With the onset of summer, public libraries have traditionally offered all ages a refreshing respite from the heat. However—as a result of massive capital deficits now totaling $308 million dollars—in the past few years BPL has struggled with HVAC problems during the dog days of summer.

According to a document on its website titled Brooklyn Public Library’s Overall Estimated Capital Construction Needs, 28—count ‘em, 28—BPL branches are estimated to require HVAC repairs of $750,000 or more. At the suggestion of a sharp-eyed Brooklyn Heights Blog reader, BHB conducted a quick telephone survey of these HVAC-challenged branches.

According to the local librarians, almost none of these branches were affected by a recent heat spell. Responding to a follow-up question about what to expect this summer, most respondents gave a cautious outlook on how their building’s air conditioning will hold up. At the Windsor Terrace branch, which BPL lists as needing $4.7 million dollars in repairs, including $750,000 in HVAC upgrades along with $2 million in interior renovation, the response was “We’re cool right now!”

The librarian at the Walt Whitman branch in Fort Greene, one of 18 BPL branches built in the early 20th century with funds donated by philanthropist Andrew Carnegie, admitted that air conditioning issues have cropped up “from time to time,” but that all was currently well at present.

The librarian who spoke for the Pacific branch, the subject of much recent speculation due to enormous—$9,950,000—costs in impending capital improvements, was sanguine regarding the fragile state of the building’s HVAC system: “Sometimes it’s not working – but so far so good.”

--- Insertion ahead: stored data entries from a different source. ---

//! Pure form logic for the closing form: expected totals per payment
//! method, the read-only lock and the submit gate.

use contracts::domain::reconciliation::CashCount;
use contracts::domain::transaction::{PaymentMethod, TransactionKind};

use crate::domain::transactions::selection::SelectionState;

/// Amount fields the form derives from the current selection: selected
/// incomes summed per payment method. Expenses never reduce these; they are
/// reported as their own aggregate.
#[derive(Debug, Clone, Copy, PartialEq, Default)]
pub struct FormTotals {
    pub expected_cash: f64,
    pub expected_transfers: f64,
    pub expected_cards: f64,
}

impl FormTotals {
    pub fn from_selection(selection: &SelectionState) -> Self {
        let by = |method| selection.total_by_method(TransactionKind::Income, method);
        Self {
            expected_cash: by(PaymentMethod::Cash),
            expected_transfers: by(PaymentMethod::Transfer),
            expected_cards: by(PaymentMethod::Card),
        }
    }

    pub fn total_in_system(&self) -> f64 {
        self.expected_cash + self.expected_transfers + self.expected_cards
    }
}

/// Once any income is selected the three amount fields are driven by the
/// selection and become read-only; the denomination tally is then the only
/// adjustable numeric input.
pub fn is_locked(income_count: usize) -> bool {
    income_count > 0
}

/// Submit gate: not already submitting, at least one income selected, some
/// amount registered, and the physical count matching the expected cash.
pub fn is_form_valid(
    submitting: bool,
    income_count: usize,
    totals: &FormTotals,
    cash: &CashCount,
) -> bool {
    let has_any_amount = cash.total_counted > 0.0
        || totals.expected_transfers > 0.0
        || totals.expected_cards > 0.0;
    !submitting && income_count > 0 && has_any_amount && cash.is_valid
}

#[cfg(test)]
mod tests {
    use super::*;
    use contracts::domain::provider::Provider;
    use contracts::domain::reconciliation::{reconcile, DenominationCount};
    use contracts::domain::transaction::Transaction;

    fn tx(id: &str, kind: TransactionKind, amount: f64, method: PaymentMethod) -> Transaction {
        Transaction {
            id: id.to_string(),
            kind,
            amount,
            base_amount: None,
            gps_amount: None,
            payment_method: method,
            date: "2025-08-14".to_string(),
            provider: Option::<Provider>::None,
            reference: id.to_string(),
            is_late: None,
            late_payment_date: None,
        }
    }

    #[test]
    fn totals_sum_incomes_per_method_ignoring_expenses() {
        let mut sel = SelectionState::new();
        sel.select_many(vec![
            tx("a", TransactionKind::Income, 80_000.0, PaymentMethod::Cash),
            tx("b", TransactionKind::Income, 30_000.0, PaymentMethod::Transfer),
            tx("c", TransactionKind::Income, 15_000.0, PaymentMethod::Card),
            tx("d", TransactionKind::Expense, 10_000.0, PaymentMethod::Cash),
            tx("e", TransactionKind::Expense, 5_000.0, PaymentMethod::Transfer),
        ]);
        let totals = FormTotals::from_selection(&sel);
        assert_eq!(totals.expected_cash, 80_000.0);
        assert_eq!(totals.expected_transfers, 30_000.0);
        assert_eq!(totals.expected_cards, 15_000.0);
        assert_eq!(totals.total_in_system(), 125_000.0);
        assert_eq!(sel.total_expense(), 15_000.0);
    }

    // A cash expense must not shrink the reconciliation target: with a
    // 50000 cash income and a 10000 cash expense selected, the register is
    // still expected to hold the full 50000.
    #[test]
    fn expected_cash_is_the_sum_of_cash_incomes_only() {
        let mut sel = SelectionState::new();
        sel.select_many(vec![
            tx("a", TransactionKind::Income, 50_000.0, PaymentMethod::Cash),
            tx("d", TransactionKind::Expense, 10_000.0, PaymentMethod::Cash),
        ]);
        assert_eq!(sel.expected_cash(), 50_000.0);
        let totals = FormTotals::from_selection(&sel);
        assert_eq!(totals.expected_cash, 50_000.0);

        let mut tally = DenominationCount::new();
        tally.set_count(50_000, 1);
        let matching = reconcile(totals.expected_cash, &tally);
        assert!(is_form_valid(false, sel.income_count(), &totals, &matching));

        let mut netted = DenominationCount::new();
        netted.set_count(20_000, 2);
        let short = reconcile(totals.expected_cash, &netted);
        assert!(!is_form_valid(false, sel.income_count(), &totals, &short));
    }

    #[test]
    fn lock_follows_income_selection() {
        assert!(!is_locked(0));
        assert!(is_locked(1));
    }

    #[test]
    fn validity_requires_incomes_regardless_of_amounts() {
        let mut sel = SelectionState::new();
        sel.select_many(vec![tx(
            "d",
            TransactionKind::Expense,
            10_000.0,
            PaymentMethod::Cash,
        )]);
        let totals = FormTotals::from_selection(&sel);
        let cash = reconcile(totals.expected_cash, &DenominationCount::new());
        assert!(!is_form_valid(false, sel.income_count(), &totals, &cash));
    }

    // One CASH income of 50000 plus one transfer income of 30000: the form
    // fills 50000/30000/0 and the submit stays blocked until the tally
    // reaches exactly 50000.
    #[test]
    fn submit_unblocks_when_tally_matches_expected_cash() {
        let mut sel = SelectionState::new();
        sel.select_many(vec![
            tx("a", TransactionKind::Income, 50_000.0, PaymentMethod::Cash),
            tx("b", TransactionKind::Income, 30_000.0, PaymentMethod::Transfer),
        ]);
        let totals = FormTotals::from_selection(&sel);
        assert_eq!(totals.expected_cash, 50_000.0);
        assert_eq!(totals.expected_transfers, 30_000.0);
        assert_eq!(totals.expected_cards, 0.0);
        assert_eq!(totals.total_in_system(), 80_000.0);

        let empty = reconcile(totals.expected_cash, &DenominationCount::new());
        assert!(!is_form_valid(false, sel.income_count(), &totals, &empty));

        let mut tally = DenominationCount::new();
        tally.set_count(50_000, 1);
        let matching = reconcile(totals.expected_cash, &tally);
        assert!(is_form_valid(false, sel.income_count(), &totals, &matching));

        // An in-flight submit blocks regardless.
        assert!(!is_form_valid(true, sel.income_count(), &totals, &matching));
    }

    #[test]
    fn off_count_blocks_even_with_other_totals_filled() {
        let mut sel = SelectionState::new();
        sel.select_many(vec![
            tx("a", TransactionKind::Income, 50_000.0, PaymentMethod::Cash),
            tx("b", TransactionKind::Income, 30_000.0, PaymentMethod::Transfer),
        ]);
        let totals = FormTotals::from_selection(&sel);

        let mut tally = DenominationCount::new();
        tally.set_count(50_000, 1);
        tally.set_count(1_000, 1);
        let off = reconcile(totals.expected_cash, &tally);
        assert!(!is_form_valid(false, sel.income_count(), &totals, &off));
    }
}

At BPL’s Central Library at Grand Army Plaza – which has an estimate of $9,500,000 for HVAC issues as part of a whopping $67,750,000 renovation estimate—the A/C was fine, though the librarian who answered the phone expressed surprise about any inquiry regarding the building’s summer fitness.

Many librarians who responded to BHB’s informal survey assumed any call about air conditioning problems reflected concern about the Brooklyn Heights branch, where hours of operation have been cut to 8am – 1pm due to $3,600,000 in desperately needed HVAC repairs, just part of overall costs of $9,225,000 in upgrades required for the popular branch to be fully operational year round.

Of course, BPL’s plan for this particular library is to forgo repairs and simply replace the entire building as part of a sell-off of the branch to a developer who will build a brand new 20,000 square feet library in a 40-plus story residential tower.

Presumably, whatever temporary location that will serve the community during construction will have state-of-the-art HVAC systems. An announcement of whom BPL will select to develop the site may be announced in the next few weeks—just in time for August swelter.

Photo: Brooklyn Heights Branch Library with summer hours posted.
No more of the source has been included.